On oublie souvent que Thompson avait un sens politique affûté. Richard Nixon était sa cible favorite, il le détestait. Quand l'ancien président meurt en 1994, Thompson rédige un hommage, qui revient à pisser sur le cercueil : «[Nixon] pouvait vous serrer la main et vous planter dans le dos en même temps. […] Son corps aurait dû être brûlé dans une poubelle.»
Ranch
Thompson est génial, Thompson est ingérable. En 1974, au Zaïre, il doit couvrir le combat opposant George Foreman à Mohamed Ali, un mec de Louisville, comme lui. «La bagarre dans la jungle», promettent les affiches. Pendant qu'Ali encaisse et que Foreman s'essouffle (au sol au huitième round), Thompson barbote dans la piscine de l'hôtel. Et n'écrit rien. Peu après, au Vietnam, il rate la guerre, ça se joue à peu, on évacue Saigon quand il arrive. Mais, dans ce métier, le manque de chance est une faute professionnelle. Les magazines s'éloignent et les commandes se raréfient.
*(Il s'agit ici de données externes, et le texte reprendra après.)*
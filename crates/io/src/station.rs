//! Station archive parsing.
//!
//! A station file starts with a fixed block of `key: value` metadata lines
//! followed by a `;`-delimited daily table with its own header row:
//!
//! ```text
//! Nome: BRASILIA
//! Codigo Estacao: A001
//! Latitude: -15.78
//! Longitude: -47.93
//! Altitude: 1159.54
//! Situacao: Operante
//! Data Inicial: 2000-01-01
//! Data Final: 2020-12-31
//! Periodicidade da Medicao: Diaria
//! Data Medicao;PRECIPITACAO TOTAL, DIARIO(mm);
//! 2000-01-01;12,4;
//! 2000-01-02;null;
//! ```

use std::collections::HashMap;
use std::io::BufRead;
use std::path::Path;

use chrono::NaiveDate;
use pluvio_series::{DailyRecord, DailySeries};
use tracing::debug;

use crate::error::IoError;
use crate::validate::{ValidationCollector, header_number, parse_decimal, validate_coordinates};

/// Number of metadata lines before the daily table.
pub const HEADER_LINES: usize = 9;

const NAME_KEYS: &[&str] = &["nome", "name"];
const CODE_KEYS: &[&str] = &["codigo_estacao", "code", "station_code"];
const STATUS_KEYS: &[&str] = &["situacao", "status"];
const START_KEYS: &[&str] = &["data_inicial", "start_date"];
const END_KEYS: &[&str] = &["data_final", "end_date"];

const DATE_FORMATS: &[&str] = &["%Y-%m-%d", "%d/%m/%Y", "%Y/%m/%d"];

/// Descriptive metadata from a station file header.
#[derive(Debug, Clone, PartialEq)]
pub struct StationMetadata {
    pub name: String,
    /// Station identifier; falls back to the file stem when the header has none.
    pub code: String,
    pub latitude: f64,
    pub longitude: f64,
    pub altitude: f64,
    pub status: String,
    pub start_date: Option<NaiveDate>,
    pub end_date: Option<NaiveDate>,
}

/// A parsed station: metadata plus its cleaned daily precipitation.
#[derive(Debug, Clone)]
pub struct Station {
    pub metadata: StationMetadata,
    pub series: DailySeries,
    /// Table rows read, including those later dropped.
    pub n_rows: usize,
    /// Rows dropped because the date could not be parsed.
    pub n_bad_dates: usize,
}

impl Station {
    pub fn code(&self) -> &str {
        &self.metadata.code
    }
}

/// Parse a station file from any buffered reader.
///
/// `source` labels the input in errors and supplies the fallback station
/// code (its file stem).
///
/// # Errors
///
/// - [`IoError::Header`] if fewer than [`HEADER_LINES`] lines exist or none
///   holds a `key: value` pair.
/// - [`IoError::Validation`] if numeric header fields are malformed or the
///   coordinates are off the globe.
/// - [`IoError::Table`] if the table header is missing or no data row follows.
/// - [`IoError::Read`] on an underlying read failure.
pub fn parse_station<R: BufRead>(reader: R, source: &str) -> Result<Station, IoError> {
    let mut lines = reader.lines();

    let mut header = Vec::with_capacity(HEADER_LINES);
    while header.len() < HEADER_LINES {
        match lines.next() {
            Some(line) => header.push(line.map_err(|e| IoError::read(source, &e))?),
            None => {
                return Err(IoError::Header {
                    file: source.to_string(),
                    reason: format!(
                        "expected {HEADER_LINES} header lines, found {}",
                        header.len()
                    ),
                });
            }
        }
    }

    let fields = header_fields(&header);
    if fields.is_empty() {
        return Err(IoError::Header {
            file: source.to_string(),
            reason: "no `key: value` pairs".to_string(),
        });
    }
    let metadata = metadata_from_fields(&fields, source)?;

    let mut columns: Option<Vec<String>> = None;
    let mut records = Vec::new();
    let mut n_rows = 0usize;
    let mut n_bad_dates = 0usize;
    let mut precip_col = 1usize;

    for line in lines {
        let line = line.map_err(|e| IoError::read(source, &e))?;
        let line = line.trim();
        if line.is_empty() {
            continue;
        }
        let cells: Vec<&str> = line.split(';').map(str::trim).collect();

        if columns.is_none() {
            let names: Vec<String> = cells.iter().map(|c| c.to_string()).collect();
            precip_col = precipitation_column(&names).ok_or_else(|| IoError::Table {
                file: source.to_string(),
                reason: format!("table header has no precipitation column: {line:?}"),
            })?;
            columns = Some(names);
            continue;
        }

        n_rows += 1;
        let Some(date) = parse_date(cells[0]) else {
            n_bad_dates += 1;
            continue;
        };
        let value = cells.get(precip_col).and_then(|c| parse_precipitation(c));
        records.push(DailyRecord {
            date,
            precipitation_mm: value,
        });
    }

    if columns.is_none() {
        return Err(IoError::Table {
            file: source.to_string(),
            reason: "missing table header".to_string(),
        });
    }
    if n_rows == 0 {
        return Err(IoError::Table {
            file: source.to_string(),
            reason: "no data rows".to_string(),
        });
    }

    let series = DailySeries::from_records(records);
    let report = series.report();
    debug!(
        source,
        code = %metadata.code,
        n_rows,
        n_bad_dates,
        n_missing = report.n_missing,
        n_duplicate = report.n_duplicate,
        n_kept = report.n_kept(),
        "parsed station"
    );

    Ok(Station {
        metadata,
        series,
        n_rows,
        n_bad_dates,
    })
}

/// `key: value` pairs with keys lower-cased and spaces replaced by `_`.
fn header_fields(lines: &[String]) -> HashMap<String, String> {
    lines
        .iter()
        .filter_map(|line| line.trim().split_once(':'))
        .map(|(k, v)| {
            (
                k.trim().to_lowercase().replace(' ', "_"),
                v.trim().to_string(),
            )
        })
        .collect()
}

fn lookup<'a>(fields: &'a HashMap<String, String>, keys: &[&str]) -> Option<&'a str> {
    keys.iter().find_map(|k| fields.get(*k).map(String::as_str))
}

fn metadata_from_fields(
    fields: &HashMap<String, String>,
    source: &str,
) -> Result<StationMetadata, IoError> {
    let mut c = ValidationCollector::new();
    let latitude = header_number(&mut c, "latitude", lookup(fields, &["latitude"]));
    let longitude = header_number(&mut c, "longitude", lookup(fields, &["longitude"]));
    let altitude = header_number(&mut c, "altitude", lookup(fields, &["altitude"]));
    validate_coordinates(&mut c, latitude, longitude);
    c.finish()?;

    let code = match lookup(fields, CODE_KEYS) {
        Some(code) if !code.is_empty() => code.to_string(),
        _ => file_stem(source),
    };

    Ok(StationMetadata {
        name: lookup(fields, NAME_KEYS).unwrap_or_default().to_string(),
        code,
        latitude,
        longitude,
        altitude,
        status: lookup(fields, STATUS_KEYS).unwrap_or_default().to_string(),
        start_date: lookup(fields, START_KEYS).and_then(parse_date),
        end_date: lookup(fields, END_KEYS).and_then(parse_date),
    })
}

fn file_stem(source: &str) -> String {
    Path::new(source)
        .file_stem()
        .map(|s| s.to_string_lossy().into_owned())
        .unwrap_or_else(|| source.to_string())
}

/// Index of the precipitation column: the first whose name mentions
/// precipitation, else the second column.
pub(crate) fn precipitation_column(columns: &[String]) -> Option<usize> {
    columns
        .iter()
        .position(|name| {
            let lower = name.to_lowercase();
            lower.contains("precip") || lower.contains("chuva") || lower.contains("rain")
        })
        .or_else(|| (columns.len() >= 2).then_some(1))
}

/// Dates are ISO `YYYY-MM-DD`, with a time-of-day suffix ignored.
pub(crate) fn parse_date(raw: &str) -> Option<NaiveDate> {
    let day = raw.trim().split([' ', 'T']).next()?;
    DATE_FORMATS
        .iter()
        .find_map(|fmt| NaiveDate::parse_from_str(day, fmt).ok())
}

/// Empty, `null`, non-numeric and negative values are missing.
pub(crate) fn parse_precipitation(raw: &str) -> Option<f64> {
    if raw.trim().eq_ignore_ascii_case("null") {
        return None;
    }
    parse_decimal(raw).filter(|v| *v >= 0.0)
}

#[cfg(test)]
mod tests {
    use super::*;
    use approx::assert_relative_eq;

    const SAMPLE: &str = "\
Nome: BRASILIA
Codigo Estacao: A001
Latitude: -15,78
Longitude: -47.93
Altitude: 1159.54
Situacao: Operante
Data Inicial: 2000-01-01
Data Final: 2000-01-31
Periodicidade da Medicao: Diaria
Data Medicao;PRECIPITACAO TOTAL, DIARIO(mm);TEMPERATURA MEDIA(C);
2000-01-01;12,4;22,1;
2000-01-02;null;21,0;
2000-01-03;0;20,5;
not-a-date;5;20,0;
2000-01-03;9;20,0;
2000-01-04;;19,0;
";

    #[test]
    fn parses_header_and_table() {
        let st = parse_station(SAMPLE.as_bytes(), "A001.csv").unwrap();
        let m = &st.metadata;
        assert_eq!(m.name, "BRASILIA");
        assert_eq!(m.code, "A001");
        assert_relative_eq!(m.latitude, -15.78);
        assert_relative_eq!(m.altitude, 1159.54);
        assert_eq!(m.status, "Operante");
        assert_eq!(m.start_date, NaiveDate::from_ymd_opt(2000, 1, 1));
        assert_eq!(m.end_date, NaiveDate::from_ymd_opt(2000, 1, 31));

        assert_eq!(st.n_rows, 6);
        assert_eq!(st.n_bad_dates, 1);
        // 01 and 03 survive; 02 and 04 are missing; the second 03 is a duplicate.
        assert_eq!(st.series.len(), 2);
        assert_relative_eq!(st.series.precip()[0], 12.4);
        assert_relative_eq!(st.series.precip()[1], 0.0);
        assert_eq!(st.series.report().n_duplicate, 1);
    }

    #[test]
    fn code_falls_back_to_file_stem() {
        let text = SAMPLE.replace("Codigo Estacao: A001", "Comentario: none");
        let st = parse_station(text.as_bytes(), "/data/INMET_B123.csv").unwrap();
        assert_eq!(st.metadata.code, "INMET_B123");
    }

    #[test]
    fn missing_numbers_default_to_zero() {
        let text = SAMPLE.replace("Altitude: 1159.54", "Altitude:");
        let st = parse_station(text.as_bytes(), "a.csv").unwrap();
        assert_eq!(st.metadata.altitude, 0.0);
    }

    #[test]
    fn malformed_numbers_are_rejected() {
        let text = SAMPLE.replace("Latitude: -15,78", "Latitude: south");
        let err = parse_station(text.as_bytes(), "a.csv").unwrap_err();
        assert!(matches!(err, IoError::Validation { count: 1, .. }), "{err:?}");
    }

    #[test]
    fn short_header_is_rejected() {
        let err = parse_station("Nome: X\nLatitude: 1\n".as_bytes(), "a.csv").unwrap_err();
        assert!(matches!(err, IoError::Header { .. }), "{err:?}");
    }

    #[test]
    fn header_without_pairs_is_rejected() {
        let text = "x\n".repeat(HEADER_LINES) + "Data;Precip\n2000-01-01;1\n";
        let err = parse_station(text.as_bytes(), "a.csv").unwrap_err();
        assert!(matches!(err, IoError::Header { .. }), "{err:?}");
    }

    #[test]
    fn table_without_rows_is_rejected() {
        let text: String = SAMPLE.lines().take(HEADER_LINES + 1).collect::<Vec<_>>().join("\n");
        let err = parse_station(text.as_bytes(), "a.csv").unwrap_err();
        assert!(matches!(err, IoError::Table { .. }), "{err:?}");
    }

    #[test]
    fn unnamed_column_falls_back_to_second() {
        let cols: Vec<String> = ["Data", "Valor", ""].iter().map(|s| s.to_string()).collect();
        assert_eq!(precipitation_column(&cols), Some(1));
        let cols: Vec<String> = ["Data", "Temp", "Chuva (mm)"].iter().map(|s| s.to_string()).collect();
        assert_eq!(precipitation_column(&cols), Some(2));
        assert_eq!(precipitation_column(&["Data".to_string()]), None);
    }

    #[test]
    fn date_formats() {
        let want = NaiveDate::from_ymd_opt(2001, 3, 9);
        assert_eq!(parse_date("2001-03-09"), want);
        assert_eq!(parse_date("09/03/2001"), want);
        assert_eq!(parse_date("2001-03-09 00:00"), want);
        assert_eq!(parse_date("2001-13-09"), None);
    }

    #[test]
    fn precipitation_values() {
        assert_eq!(parse_precipitation("3,5"), Some(3.5));
        assert_eq!(parse_precipitation("NULL"), None);
        assert_eq!(parse_precipitation(""), None);
        assert_eq!(parse_precipitation("-1"), None);
        assert_eq!(parse_precipitation("x"), None);
    }
}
Thompson se replie dans son ranch, avec sa femme et son fils, et continue la déglingue dans le jardin qu'il retourne à coups d'explosifs. Vieillir lui fait un mal de chien, son corps le lâche. En 2000, il blesse son assistante d'un coup de fusil en voulant chasser un ours de sa propriété. Cinq ans plus tard, assis dans sa cuisine, la balle est pour lui.